I did not actually vote in the 2016 Referendum. I could not make my mind up. Neither side were persuasive. I found that Remain were to often to be prophets of Doom and not endearing as a result. Nuance was missing. I found the Leave campaign to be like candy floss; all sweetly and sickly but unappetising. I am hard to persuade because I am politically homeless. If I had voted I would more likely gone for Remain as it happens. That changed drastically in the weeks afterwards.
I just got back to the UK in late June 2016. The news media in Britain was was febrile! Remain made two fatal mistakes in those weeks after. Firstly they disparaged the voters as uneducated, stupid, elderly and white. Secondly, they categorised them as racists. At that, they lost me. For me the race card is already maxed out. Where there is genuine racism lets weed it out and discuss it in the light of day and expose it. Voting for Brexit ain’t it!
Nigel however could not hang up his laurels. Not quite. For significant parts of both of the major parties were and still are, against Brexit. Parliament became a circus. The most ashamed of it I have ever been. So Nigel in 2019 had an answer for our domestic politics: the Brexit Party. It stood in 2019 and looked like gaining some seats. On the other hand Labour who were vehemently against Brexit and might have won an election if Nigel Farage had not caved to Big Boris Johnson’s promises: if Brexit party would step aside and not split pro Brexit votes on behalf of the Tories. They were more likely after all to win actual seats.
So Nigel caved in. We got Boris due to Nigel Farage. I remember that coming as yet another surprise to me. I expected his party to see it through on principle. They were unequivocally the Brexit party. Yet Nigel gave way. The Brexit party faded almost over night with just a core left.

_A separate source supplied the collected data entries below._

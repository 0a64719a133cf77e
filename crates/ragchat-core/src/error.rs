use thiserror::Error;

#[derive(Debug, Error)]
pub enum Error {
    #[error("{0}")]
    Validation(String),

    #[error("Unsupported file type: {0}")]
    UnsupportedType(String),

    #[error("Not found: {0}")]
    NotFound(String),

    #[error("Parse error: {0}")]
    Parse(String),

    #[error(transparent)]
    Io(#[from] std::io::Error),

    #[error("Chat provider failed: {0}")]
    Provider(String),

    #[error("Invalid configuration: {0}")]
    InvalidConfig(String),
}

impl Error {
    pub fn validation(msg: impl Into<String>) -> Self {
        Self::Validation(msg.into())
    }

    pub fn provider(msg: impl Into<String>) -> Self {
        Self::Provider(msg.into())
    }

    pub fn parse(msg: impl Into<String>) -> Self {
        Self::Parse(msg.into())
    }
}

pub type Result<T> = std::result::Result<T, Error>;
//! Layered configuration loader and path helpers.
//!
//! Uses Figment to merge built-in defaults, `config.toml`, `config.<env>.toml`,
//! `APP_*` env vars (`__` nests) and the legacy `RAG_CHAT_SERVICE_*` variables,
//! which land in the `chat` table.
use figment::{
    providers::{Env, Format, Serialized, Toml},
    Figment,
};
use serde::{Deserialize, Serialize};
use std::collections::HashMap;
use std::env;
use std::path::{Path, PathBuf};

use crate::error::{Error, Result};

pub struct Config {
    figment: Figment,
}

impl Config {
    pub fn load() -> Result<Self> {
        Self::load_from(Path::new("."))
    }

    pub fn load_from(dir: &Path) -> Result<Self> {
        let env_name = env::var("RUST_ENV").unwrap_or_else(|_| "dev".to_string());

        let mut figment = Figment::from(Serialized::defaults(AppConfig::default()))
            .merge(Toml::file(dir.join("config.toml")));
        match env_name.as_str() {
            "dev" | "development" => figment = figment.merge(Toml::file(dir.join("config.dev.toml"))),
            "prod" | "production" => figment = figment.merge(Toml::file(dir.join("config.prod.toml"))),
            "test" | "testing" => figment = figment.merge(Toml::file(dir.join("config.test.toml"))),
            _ => {}
        }
        figment = figment
            .merge(Env::prefixed("APP_").split("__"))
            .merge(Env::prefixed("RAG_CHAT_SERVICE_").map(|key| {
                if key == "timeout" {
                    "chat.timeout_secs".into()
                } else {
                    format!("chat.{key}").into()
                }
            }));

        let config = Self { figment };
        config.app()?.validate()?;
        Ok(config)
    }

    pub fn get<T>(&self, key: &str) -> Result<T>
    where
        T: serde::de::DeserializeOwned,
    {
        self.figment
            .extract_inner(key)
            .map_err(|e| Error::InvalidConfig(format!("Failed to get '{key}': {e}")))
    }

    pub fn app(&self) -> Result<AppConfig> {
        self.figment
            .extract()
            .map_err(|e| Error::InvalidConfig(e.to_string()))
    }
}

#[derive(Debug, Clone, Default, Serialize, Deserialize)]
#[serde(default)]
pub struct AppConfig {
    pub paths: PathsConfig,
    pub retrieval: RetrievalConfig,
    pub chat: ChatSettings,
    pub tenants: HashMap<String, TenantConfig>,
    pub domains: DomainsConfig,
    pub documents: DocumentsConfig,
}

impl AppConfig {
    pub fn validate(&self) -> Result<()> {
        if self.retrieval.top_k == 0 {
            return Err(Error::InvalidConfig("retrieval.top_k must be at least 1".into()));
        }
        if self.retrieval.min_score < 0.0 {
            return Err(Error::InvalidConfig(format!(
                "retrieval.min_score must not be negative, got {}",
                self.retrieval.min_score
            )));
        }
        if self.documents.allowed_extensions.is_empty() {
            return Err(Error::InvalidConfig("documents.allowed_extensions must not be empty".into()));
        }
        Ok(())
    }

    /// Resolves relative `paths.*` against the directory the config was read from.
    pub fn rooted_at(mut self, base: &Path) -> Self {
        self.paths = self.paths.rooted_at(base);
        self
    }

    /// Chat settings for `tenant`, its overrides taking precedence field by field.
    pub fn chat_for(&self, tenant: Option<&str>) -> ChatSettings {
        match tenant.and_then(|t| self.tenants.get(t)) {
            Some(t) => t.chat.clone().or(&self.chat),
            None => self.chat.clone(),
        }
    }
}

#[derive(Debug, Clone, Serialize, Deserialize)]
#[serde(default)]
pub struct PathsConfig {
    pub index_path: String,
    pub doc_base: String,
    /// Root of per-tenant `index.json` files; `doc_base` when unset.
    pub index_base: Option<String>,
    /// Pre-migration root still holding per-domain folders.
    pub legacy_base: Option<String>,
}

impl Default for PathsConfig {
    fn default() -> Self {
        Self {
            index_path: "data/rag-chatbot/index.json".to_string(),
            doc_base: "data/rag-chatbot/domains".to_string(),
            index_base: None,
            legacy_base: None,
        }
    }
}

impl PathsConfig {
    pub fn index_path(&self) -> PathBuf { expand_path(&self.index_path) }

    pub fn doc_base(&self) -> PathBuf { expand_path(&self.doc_base) }

    pub fn index_base(&self) -> PathBuf {
        self.index_base.as_deref().map(expand_path).unwrap_or_else(|| self.doc_base())
    }

    pub fn legacy_base(&self) -> Option<PathBuf> { self.legacy_base.as_deref().map(expand_path) }

    /// Same paths with relative entries anchored at `base`.
    pub fn rooted_at(&self, base: &Path) -> PathsConfig {
        let root = |p: &str| resolve_with_base(base, p).to_string_lossy().into_owned();
        PathsConfig {
            index_path: root(&self.index_path),
            doc_base: root(&self.doc_base),
            index_base: self.index_base.as_deref().map(root),
            legacy_base: self.legacy_base.as_deref().map(root),
        }
    }
}

#[derive(Debug, Clone, Serialize, Deserialize)]
#[serde(default)]
pub struct RetrievalConfig {
    pub top_k: usize,
    /// Results must score strictly above this floor.
    pub min_score: f64,
    pub snippet_chars: usize,
}

impl Default for RetrievalConfig {
    fn default() -> Self {
        Self { top_k: 5, min_score: 0.0, snippet_chars: 320 }
    }
}

/// Responder settings; every field is optional so tenant overrides can be
/// layered over the process defaults.
#[derive(Debug, Clone, Default, Serialize, Deserialize, PartialEq)]
#[serde(default)]
pub struct ChatSettings {
    pub url: Option<String>,
    pub driver: Option<String>,
    pub token: Option<String>,
    pub model: Option<String>,
    pub temperature: Option<f64>,
    pub top_p: Option<f64>,
    pub max_completion_tokens: Option<u32>,
    pub presence_penalty: Option<f64>,
    pub frequency_penalty: Option<f64>,
    pub force_openai: Option<bool>,
    pub timeout_secs: Option<f64>,
    pub fallback_to_local: Option<bool>,
}

impl ChatSettings {
    /// Fill every unset field from `defaults`.
    pub fn or(self, defaults: &ChatSettings) -> ChatSettings {
        ChatSettings {
            url: non_blank(self.url).or_else(|| non_blank(defaults.url.clone())),
            driver: non_blank(self.driver).or_else(|| non_blank(defaults.driver.clone())),
            token: non_blank(self.token).or_else(|| non_blank(defaults.token.clone())),
            model: non_blank(self.model).or_else(|| non_blank(defaults.model.clone())),
            temperature: self.temperature.or(defaults.temperature),
            top_p: self.top_p.or(defaults.top_p),
            max_completion_tokens: self.max_completion_tokens.or(defaults.max_completion_tokens),
            presence_penalty: self.presence_penalty.or(defaults.presence_penalty),
            frequency_penalty: self.frequency_penalty.or(defaults.frequency_penalty),
            force_openai: self.force_openai.or(defaults.force_openai),
            timeout_secs: self.timeout_secs.or(defaults.timeout_secs),
            fallback_to_local: self.fallback_to_local.or(defaults.fallback_to_local),
        }
    }

    /// The configured endpoint, ignoring blank values.
    pub fn endpoint(&self) -> Option<&str> {
        self.url.as_deref().map(str::trim).filter(|u| !u.is_empty())
    }

    pub fn driver(&self) -> Option<String> {
        self.driver.as_deref().map(|d| d.trim().to_lowercase()).filter(|d| !d.is_empty())
    }
}

fn non_blank(value: Option<String>) -> Option<String> {
    value.filter(|v| !v.trim().is_empty())
}

#[derive(Debug, Clone, Default, Serialize, Deserialize)]
#[serde(default)]
pub struct TenantConfig {
    pub chat: ChatSettings,
}

#[derive(Debug, Clone, Serialize, Deserialize)]
#[serde(default)]
pub struct DomainsConfig {
    /// Marketing hosts whose first label is the canonical product slug.
    pub marketing: Vec<String>,
    pub strip_prefixes: Vec<String>,
}

impl Default for DomainsConfig {
    fn default() -> Self {
        Self {
            marketing: Vec::new(),
            strip_prefixes: vec!["www.".to_string(), "admin.".to_string(), "assistant.".to_string()],
        }
    }
}

#[derive(Debug, Clone, Serialize, Deserialize)]
#[serde(default)]
pub struct DocumentsConfig {
    pub allowed_extensions: Vec<String>,
    pub max_file_size: u64,
}

impl Default for DocumentsConfig {
    fn default() -> Self {
        Self {
            allowed_extensions: ["md", "markdown", "html", "htm", "txt"].iter().map(|s| s.to_string()).collect(),
            max_file_size: 1_048_576,
        }
    }
}

/// Expand a user-provided path string:
/// - Expands leading '~' to the user's home directory
/// - Expands ${VAR} and $VAR environment variables
/// - Returns a PathBuf without attempting to canonicalize
pub fn expand_path<S: AsRef<str>>(input: S) -> PathBuf {
    let s = input.as_ref();
    let expanded_env = shellexpand::env(s).unwrap_or(std::borrow::Cow::Borrowed(s));
    let expanded = shellexpand::tilde(&expanded_env);
    PathBuf::from(expanded.as_ref())
}

/// Resolve a possibly relative path against a given base directory after expansion.
/// If `p` is absolute, it's returned as-is; otherwise `base.join(p)` is returned.
pub fn resolve_with_base<S: AsRef<str>>(base: &Path, p: S) -> PathBuf {
    let p = expand_path(p);
    if p.is_absolute() { p } else { base.join(p) }
}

This core rebranded itself the Reform Party. All through the Pandemic years and afterwards Richard Tice and a few stalwart believers campaigned for the Reform party in a constituency not far from mine (Hartlepool). I had no idea that in fact, our Nigel was a shareholder as it were. Whilst he spent the next few years on GB news and doing his stuff the Reform party slogged away at building membership etc.

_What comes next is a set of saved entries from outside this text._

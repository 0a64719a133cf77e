//! Domain types shared by the index, the responders and the chat service.

use serde::{Deserialize, Serialize};

pub type ChunkId = String;
pub type Meta = serde_json::Map<String, serde_json::Value>;

#[derive(Debug, Clone, Copy, Serialize, Deserialize, PartialEq, Eq)]
#[serde(rename_all = "lowercase")]
pub enum Role {
    System,
    User,
    Assistant,
}

/// One entry of the conversation sent to a responder.
///
/// `grounding` marks the message that carries the retrieved knowledge-base
/// passages so that responders talking to context-injecting proxies can drop
/// it. It never goes over the wire.
#[derive(Debug, Clone, Serialize, Deserialize, PartialEq)]
pub struct ChatMessage {
    pub role: Role,
    pub content: String,
    #[serde(skip)]
    pub grounding: bool,
}

impl ChatMessage {
    pub fn new(role: Role, content: impl Into<String>) -> Self {
        Self { role, content: content.into(), grounding: false }
    }

    pub fn system(content: impl Into<String>) -> Self { Self::new(Role::System, content) }

    pub fn user(content: impl Into<String>) -> Self { Self::new(Role::User, content) }

    /// System message holding the retrieved context block.
    pub fn grounding(content: impl Into<String>) -> Self {
        Self { role: Role::System, content: content.into(), grounding: true }
    }
}

/// A retrieved chunk as handed to a responder.
///
/// Serializes to the `{id, text, score, metadata}` shape of the HTTP wire
/// contract; `label` is only used for local rendering.
#[derive(Debug, Clone, Serialize, Deserialize, PartialEq)]
pub struct ContextPassage {
    pub id: ChunkId,
    pub text: String,
    pub score: f64,
    #[serde(default)]
    pub metadata: Meta,
    #[serde(skip)]
    pub label: String,
}

/// A retrieved chunk as shown to the caller.
#[derive(Debug, Clone, Serialize, Deserialize, PartialEq)]
pub struct ContextItem {
    pub id: ChunkId,
    pub label: String,
    pub snippet: String,
    pub score: f64,
    #[serde(default)]
    pub metadata: Meta,
}

/// Result of one `answer()` call.
#[derive(Debug, Clone, Serialize, Deserialize, PartialEq)]
pub struct RagChatResponse {
    pub question: String,
    pub answer: String,
    pub context: Vec<ContextItem>,
}

/// A stored knowledge-base document of one tenant.
///
/// - `id`: random token, also the prefix of `filename`
/// - `name`: the client-supplied filename
/// - `filename`: the name on disk below the tenant's `uploads/` directory
/// - `uploaded_at`/`updated_at`: RFC 3339 timestamps
#[derive(Debug, Clone, Serialize, Deserialize, PartialEq, Eq)]
pub struct Document {
    pub id: String,
    pub name: String,
    pub filename: String,
    pub mime_type: String,
    pub size: u64,
    pub uploaded_at: String,
    pub updated_at: String,
}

So last year in 2024 General Election the Reform party looked good in the polls and were expected to probably get a seat or two. Richard Tice managed to persuade the Totem ( for that is now what Nigel Farage has become in my opinion) to stand at the last moment. I was surprised once again! I actually thought Reform’s future was to do without their Totem. To build, and build, and use Nigel as a cudgel on occasions. A reminder of the good old days!

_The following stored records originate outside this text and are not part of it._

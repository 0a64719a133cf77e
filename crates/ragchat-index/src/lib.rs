//! ragchat-index
//!
//! Loads the serialized TF-IDF index written by the offline indexer and ranks
//! its chunks against a query by cosine similarity.
pub mod cache;
pub mod index;
pub mod tokenize;

pub use cache::IndexCache;
pub use index::{Chunk, ScoredResult, SemanticIndex};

He is back. Elected for the first time to Parliament. The Reform party is now on the map. For me this past week has raised the inevitable question in my mind; what is their philosophy? What are their political principles? This spat between Totemic Farage and Mr Lowe has made me curious. It is time to look into them more.
Last year I read the Party manifestos in the run up to the General Election. I reported to my subscribers here on SubStack. Actually that I was singularly unimpressed and in fact worried by Labours manifesto. The Tories contribution was a brick with a parachute over the River Thames: outcome assured.
I only read Reforms manifesto in a cursory way and did write about what I found as I was not expecting much and besides they were still just Tory Lite it seemed to me. So, now that this spat has made me curious….lets take a look…..
Thanks for bearing with me! I think I will write again soon about Reform and policies. If any.
Blessed be and have a good week looking at the unfurling joys of Spring in the Northern Hemisphere and the mellow golds of Autumn colours in the Southern Hemisphere!
Probably a lot healthier pastime than bru ha ha of politics!
Yours,
Syre Byrd
You seem a bit undecided about a lot of political issues. Maybe you should branch out and choose something to believe in. Good luck.